--- START ---

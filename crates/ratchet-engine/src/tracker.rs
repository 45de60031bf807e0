//! The rule application tracker and the effectiveness score.

use chrono::{DateTime, Utc};
use ratchet_core::{
  config::PropagationConfig,
  rule::{ApplicationStats, NewRuleApplication, RuleApplication},
  store::LearningStore,
};

use crate::{Error, Result};

/// `success_rate × (1 − false_positive_rate) × volume weight`, where the
/// volume weight grows linearly to 1 at `full_weight_applications`.
///
/// A rule without applications scores 0.
pub fn effectiveness_score(stats: &ApplicationStats, config: &PropagationConfig) -> f64 {
  if stats.applications == 0 {
    return 0.0;
  }
  let weight = if config.full_weight_applications == 0 {
    1.0
  } else {
    (stats.applications as f64 / config.full_weight_applications as f64).min(1.0)
  };
  (stats.success_rate() * (1.0 - stats.false_positive_rate()) * weight).clamp(0.0, 1.0)
}

pub struct RuleTracker<'a, S> {
  store:  &'a S,
  config: &'a PropagationConfig,
}

impl<'a, S: LearningStore> RuleTracker<'a, S> {
  pub fn new(store: &'a S, config: &'a PropagationConfig) -> Self { Self { store, config } }

  /// Append one application and refresh the rule's effectiveness score.
  pub async fn record(&self, input: NewRuleApplication) -> Result<RuleApplication> {
    if self.store.get_rule(&input.rule_id).await.map_err(Error::store)?.is_none() {
      return Err(Error::RuleNotFound(input.rule_id));
    }
    let application = self
      .store
      .record_application(input)
      .await
      .map_err(Error::store)?;

    let score = self
      .refresh_effectiveness(&application.rule_id, Utc::now().max(application.applied_at))
      .await?;
    tracing::debug!(
      rule_id = %application.rule_id,
      success = application.success,
      effectiveness = score,
      "recorded rule application"
    );
    Ok(application)
  }

  /// Recompute and persist the score over the window ending at `now`.
  pub async fn refresh_effectiveness(&self, rule_id: &str, now: DateTime<Utc>) -> Result<f64> {
    let stats = self
      .store
      .application_stats(rule_id, now - self.config.effectiveness_window())
      .await
      .map_err(Error::store)?;
    let score = effectiveness_score(&stats, self.config);
    self
      .store
      .set_rule_effectiveness(rule_id, score)
      .await
      .map_err(Error::store)?;
    Ok(score)
  }
}

#[cfg(test)]
mod tests {
  use super::*;

  fn stats(applications: u64, successes: u64, false_positives: u64) -> ApplicationStats {
    ApplicationStats { applications, successes, false_positives, ..ApplicationStats::default() }
  }

  #[test]
  fn no_applications_scores_zero() {
    assert_eq!(effectiveness_score(&stats(0, 0, 0), &PropagationConfig::default()), 0.0);
  }

  #[test]
  fn low_volume_is_scaled_down() {
    let cfg = PropagationConfig::default();
    let one_shot = effectiveness_score(&stats(1, 1, 0), &cfg);
    let full = effectiveness_score(&stats(10, 10, 0), &cfg);
    assert!((one_shot - 0.1).abs() < 1e-9);
    assert!((full - 1.0).abs() < 1e-9);
  }

  #[test]
  fn false_positives_reduce_score() {
    let cfg = PropagationConfig::default();
    let clean = effectiveness_score(&stats(20, 18, 0), &cfg);
    let noisy = effectiveness_score(&stats(20, 18, 4), &cfg);
    assert!(noisy < clean);
    assert!((noisy - 0.9 * 0.8).abs() < 1e-9);
  }
}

--- END ---

- EXERCISE REQUIREMENTS
Take from the material above the lines running from the one with "pub fn new(store: &'a" through the one with "Recompute and persist", and repeat them exactly, with nothing else.

- SOLUTION TO THE PROBLEM
  pub fn new(store: &'a S, config: &'a PropagationConfig) -> Self { Self { store, config } }

  /// Append one application and refresh the rule's effectiveness score.
  pub async fn record(&self, input: NewRuleApplication) -> Result<RuleApplication> {
    if self.store.get_rule(&input.rule_id).await.map_err(Error::store)?.is_none() {
      return Err(Error::RuleNotFound(input.rule_id));
    }
    let application = self
      .store
      .record_application(input)
      .await
      .map_err(Error::store)?;

    let score = self
      .refresh_effectiveness(&application.rule_id, Utc::now().max(application.applied_at))
      .await?;
    tracing::debug!(
      rule_id = %application.rule_id,
      success = application.success,
      effectiveness = score,
      "recorded rule application"
    );
    Ok(application)
  }

  /// Recompute and persist the score over the window ending at `now`.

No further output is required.